▸ **What you have to do**:
Going through the data below, please show each line containing the string "already".

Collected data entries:
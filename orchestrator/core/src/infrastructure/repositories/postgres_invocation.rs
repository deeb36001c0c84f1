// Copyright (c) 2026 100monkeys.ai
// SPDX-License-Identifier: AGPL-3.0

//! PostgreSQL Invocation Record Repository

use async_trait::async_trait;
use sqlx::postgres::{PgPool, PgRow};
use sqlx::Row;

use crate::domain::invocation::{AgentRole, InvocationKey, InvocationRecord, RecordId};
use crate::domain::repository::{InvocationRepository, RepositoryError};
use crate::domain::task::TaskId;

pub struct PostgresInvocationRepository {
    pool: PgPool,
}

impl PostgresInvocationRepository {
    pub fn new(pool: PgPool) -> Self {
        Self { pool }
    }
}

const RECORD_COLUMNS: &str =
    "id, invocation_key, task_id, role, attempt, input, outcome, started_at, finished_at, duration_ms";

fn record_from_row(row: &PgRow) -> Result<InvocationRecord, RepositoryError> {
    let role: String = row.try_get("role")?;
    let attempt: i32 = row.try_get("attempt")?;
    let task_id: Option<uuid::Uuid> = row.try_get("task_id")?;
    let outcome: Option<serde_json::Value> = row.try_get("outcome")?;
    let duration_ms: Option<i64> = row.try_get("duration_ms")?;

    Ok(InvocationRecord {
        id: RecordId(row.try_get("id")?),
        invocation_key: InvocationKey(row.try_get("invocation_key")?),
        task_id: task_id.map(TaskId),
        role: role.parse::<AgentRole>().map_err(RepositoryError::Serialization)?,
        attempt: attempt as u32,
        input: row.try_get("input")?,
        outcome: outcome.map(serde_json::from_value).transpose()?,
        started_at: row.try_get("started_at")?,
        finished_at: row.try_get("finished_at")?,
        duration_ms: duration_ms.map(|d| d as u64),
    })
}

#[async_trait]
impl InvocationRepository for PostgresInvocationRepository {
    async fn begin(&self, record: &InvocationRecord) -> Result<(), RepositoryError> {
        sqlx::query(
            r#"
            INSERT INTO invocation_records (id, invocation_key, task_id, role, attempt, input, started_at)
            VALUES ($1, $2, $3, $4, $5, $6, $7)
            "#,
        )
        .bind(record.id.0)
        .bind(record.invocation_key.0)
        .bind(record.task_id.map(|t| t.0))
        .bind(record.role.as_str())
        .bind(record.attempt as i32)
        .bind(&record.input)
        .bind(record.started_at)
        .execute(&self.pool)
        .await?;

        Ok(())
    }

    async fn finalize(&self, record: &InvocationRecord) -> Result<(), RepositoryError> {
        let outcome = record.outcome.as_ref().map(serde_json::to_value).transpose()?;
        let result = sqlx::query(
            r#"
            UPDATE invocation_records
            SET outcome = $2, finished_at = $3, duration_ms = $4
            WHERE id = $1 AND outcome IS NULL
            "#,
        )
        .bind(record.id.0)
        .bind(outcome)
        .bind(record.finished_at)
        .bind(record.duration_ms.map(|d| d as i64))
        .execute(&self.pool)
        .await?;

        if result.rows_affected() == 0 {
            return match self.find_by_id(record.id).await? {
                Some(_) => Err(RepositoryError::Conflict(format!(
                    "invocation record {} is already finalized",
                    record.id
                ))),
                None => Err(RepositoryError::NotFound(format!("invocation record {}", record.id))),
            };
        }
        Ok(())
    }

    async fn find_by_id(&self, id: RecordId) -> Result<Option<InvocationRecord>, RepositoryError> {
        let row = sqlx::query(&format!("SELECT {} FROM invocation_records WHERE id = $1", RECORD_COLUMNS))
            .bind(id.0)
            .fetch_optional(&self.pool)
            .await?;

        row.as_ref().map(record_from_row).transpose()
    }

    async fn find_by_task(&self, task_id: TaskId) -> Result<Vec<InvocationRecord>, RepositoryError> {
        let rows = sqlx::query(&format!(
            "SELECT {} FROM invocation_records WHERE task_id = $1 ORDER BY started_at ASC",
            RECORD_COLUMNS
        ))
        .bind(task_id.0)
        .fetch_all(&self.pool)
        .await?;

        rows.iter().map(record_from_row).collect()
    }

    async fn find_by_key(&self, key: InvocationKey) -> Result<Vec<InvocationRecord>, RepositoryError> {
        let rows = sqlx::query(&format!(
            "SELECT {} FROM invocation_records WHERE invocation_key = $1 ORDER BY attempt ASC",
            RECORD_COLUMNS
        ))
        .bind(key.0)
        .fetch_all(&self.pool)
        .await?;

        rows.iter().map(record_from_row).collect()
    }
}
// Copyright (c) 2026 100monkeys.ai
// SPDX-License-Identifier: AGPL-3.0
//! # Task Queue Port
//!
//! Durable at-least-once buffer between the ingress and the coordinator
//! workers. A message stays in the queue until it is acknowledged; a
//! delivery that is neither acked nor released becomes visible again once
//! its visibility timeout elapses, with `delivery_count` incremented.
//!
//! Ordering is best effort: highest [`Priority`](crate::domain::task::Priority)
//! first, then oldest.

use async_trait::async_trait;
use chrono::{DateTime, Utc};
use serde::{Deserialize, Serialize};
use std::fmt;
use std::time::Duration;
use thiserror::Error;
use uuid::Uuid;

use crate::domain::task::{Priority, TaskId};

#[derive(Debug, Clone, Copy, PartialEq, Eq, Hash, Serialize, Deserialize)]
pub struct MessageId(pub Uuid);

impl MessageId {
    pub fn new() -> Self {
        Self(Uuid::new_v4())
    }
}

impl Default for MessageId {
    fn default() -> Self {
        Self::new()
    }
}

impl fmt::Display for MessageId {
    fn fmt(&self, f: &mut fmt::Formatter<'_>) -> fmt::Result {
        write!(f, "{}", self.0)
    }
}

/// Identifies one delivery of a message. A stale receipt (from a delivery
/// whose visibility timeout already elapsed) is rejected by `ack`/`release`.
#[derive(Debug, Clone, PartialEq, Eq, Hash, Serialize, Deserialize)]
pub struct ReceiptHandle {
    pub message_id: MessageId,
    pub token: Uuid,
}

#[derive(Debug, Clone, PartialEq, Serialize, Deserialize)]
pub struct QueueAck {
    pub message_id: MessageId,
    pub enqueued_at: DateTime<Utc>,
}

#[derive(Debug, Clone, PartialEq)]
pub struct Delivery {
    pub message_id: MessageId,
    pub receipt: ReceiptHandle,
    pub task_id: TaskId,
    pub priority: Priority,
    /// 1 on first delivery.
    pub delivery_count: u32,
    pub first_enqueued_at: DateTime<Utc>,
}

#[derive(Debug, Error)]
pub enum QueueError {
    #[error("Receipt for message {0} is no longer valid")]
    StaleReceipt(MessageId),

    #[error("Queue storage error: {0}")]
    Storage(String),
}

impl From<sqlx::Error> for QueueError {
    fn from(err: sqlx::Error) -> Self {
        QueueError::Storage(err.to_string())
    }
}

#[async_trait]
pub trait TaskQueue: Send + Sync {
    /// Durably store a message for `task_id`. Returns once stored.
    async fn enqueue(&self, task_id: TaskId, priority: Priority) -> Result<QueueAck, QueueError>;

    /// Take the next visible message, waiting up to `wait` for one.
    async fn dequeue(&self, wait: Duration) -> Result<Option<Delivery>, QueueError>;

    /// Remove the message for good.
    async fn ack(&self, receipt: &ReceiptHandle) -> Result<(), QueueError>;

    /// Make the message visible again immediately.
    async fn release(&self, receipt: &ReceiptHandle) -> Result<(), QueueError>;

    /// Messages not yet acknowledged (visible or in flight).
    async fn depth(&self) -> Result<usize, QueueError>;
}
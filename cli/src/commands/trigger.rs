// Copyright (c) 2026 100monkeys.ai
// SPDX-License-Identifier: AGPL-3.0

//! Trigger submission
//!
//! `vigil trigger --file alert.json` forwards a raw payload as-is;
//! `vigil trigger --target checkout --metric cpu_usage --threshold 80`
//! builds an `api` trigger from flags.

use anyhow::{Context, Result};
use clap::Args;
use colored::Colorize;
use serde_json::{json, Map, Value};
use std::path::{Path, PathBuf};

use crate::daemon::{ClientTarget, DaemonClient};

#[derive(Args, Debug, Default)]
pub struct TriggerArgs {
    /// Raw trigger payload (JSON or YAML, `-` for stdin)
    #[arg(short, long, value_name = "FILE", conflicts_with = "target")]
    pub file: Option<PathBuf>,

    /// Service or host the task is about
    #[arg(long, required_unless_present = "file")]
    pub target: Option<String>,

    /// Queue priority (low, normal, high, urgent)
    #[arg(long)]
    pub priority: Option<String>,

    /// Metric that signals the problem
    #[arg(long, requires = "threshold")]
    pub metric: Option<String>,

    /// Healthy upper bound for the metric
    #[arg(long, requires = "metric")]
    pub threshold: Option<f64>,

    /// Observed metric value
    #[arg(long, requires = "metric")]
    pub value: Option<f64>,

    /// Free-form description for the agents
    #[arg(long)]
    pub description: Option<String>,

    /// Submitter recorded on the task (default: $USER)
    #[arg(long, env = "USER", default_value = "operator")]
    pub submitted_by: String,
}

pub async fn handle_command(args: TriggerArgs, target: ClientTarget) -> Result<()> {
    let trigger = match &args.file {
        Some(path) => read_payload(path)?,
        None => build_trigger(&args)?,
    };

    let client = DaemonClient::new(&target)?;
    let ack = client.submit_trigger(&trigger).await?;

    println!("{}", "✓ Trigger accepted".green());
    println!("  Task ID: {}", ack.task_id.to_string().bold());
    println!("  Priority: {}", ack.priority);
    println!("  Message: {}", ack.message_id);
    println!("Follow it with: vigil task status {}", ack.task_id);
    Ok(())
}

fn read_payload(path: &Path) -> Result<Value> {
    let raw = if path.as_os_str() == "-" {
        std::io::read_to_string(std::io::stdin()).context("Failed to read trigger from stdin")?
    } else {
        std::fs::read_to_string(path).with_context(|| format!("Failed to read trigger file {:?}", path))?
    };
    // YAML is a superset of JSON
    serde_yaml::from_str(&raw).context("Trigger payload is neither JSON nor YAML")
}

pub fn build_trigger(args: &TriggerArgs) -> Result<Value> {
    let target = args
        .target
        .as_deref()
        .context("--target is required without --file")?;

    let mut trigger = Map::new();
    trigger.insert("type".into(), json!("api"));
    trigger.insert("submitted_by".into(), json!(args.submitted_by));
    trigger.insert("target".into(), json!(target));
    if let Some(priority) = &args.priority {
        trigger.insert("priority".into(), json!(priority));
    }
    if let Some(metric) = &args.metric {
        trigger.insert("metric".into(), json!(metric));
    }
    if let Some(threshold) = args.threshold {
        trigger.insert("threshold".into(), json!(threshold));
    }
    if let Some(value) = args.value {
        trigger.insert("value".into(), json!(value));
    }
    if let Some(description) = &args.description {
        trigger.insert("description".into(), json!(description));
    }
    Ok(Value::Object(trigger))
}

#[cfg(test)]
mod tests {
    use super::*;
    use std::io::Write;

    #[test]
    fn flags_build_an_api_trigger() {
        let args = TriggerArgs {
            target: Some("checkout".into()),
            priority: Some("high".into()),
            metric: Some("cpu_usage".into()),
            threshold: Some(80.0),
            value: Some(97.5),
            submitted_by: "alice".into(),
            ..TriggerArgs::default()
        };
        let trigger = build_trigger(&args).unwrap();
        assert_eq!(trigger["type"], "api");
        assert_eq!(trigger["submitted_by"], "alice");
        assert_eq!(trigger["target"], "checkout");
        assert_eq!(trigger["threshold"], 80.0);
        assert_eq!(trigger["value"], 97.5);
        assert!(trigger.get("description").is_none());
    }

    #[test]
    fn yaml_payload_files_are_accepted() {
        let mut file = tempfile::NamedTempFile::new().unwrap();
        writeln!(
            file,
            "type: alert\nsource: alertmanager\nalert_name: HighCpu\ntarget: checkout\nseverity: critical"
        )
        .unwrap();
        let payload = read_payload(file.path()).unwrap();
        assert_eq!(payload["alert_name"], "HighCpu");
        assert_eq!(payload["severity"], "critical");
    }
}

▸ **Task result**:
                    "invocation record {} is already finalized",
/// whose visibility timeout already elapsed) is rejected by `ack`/`release`.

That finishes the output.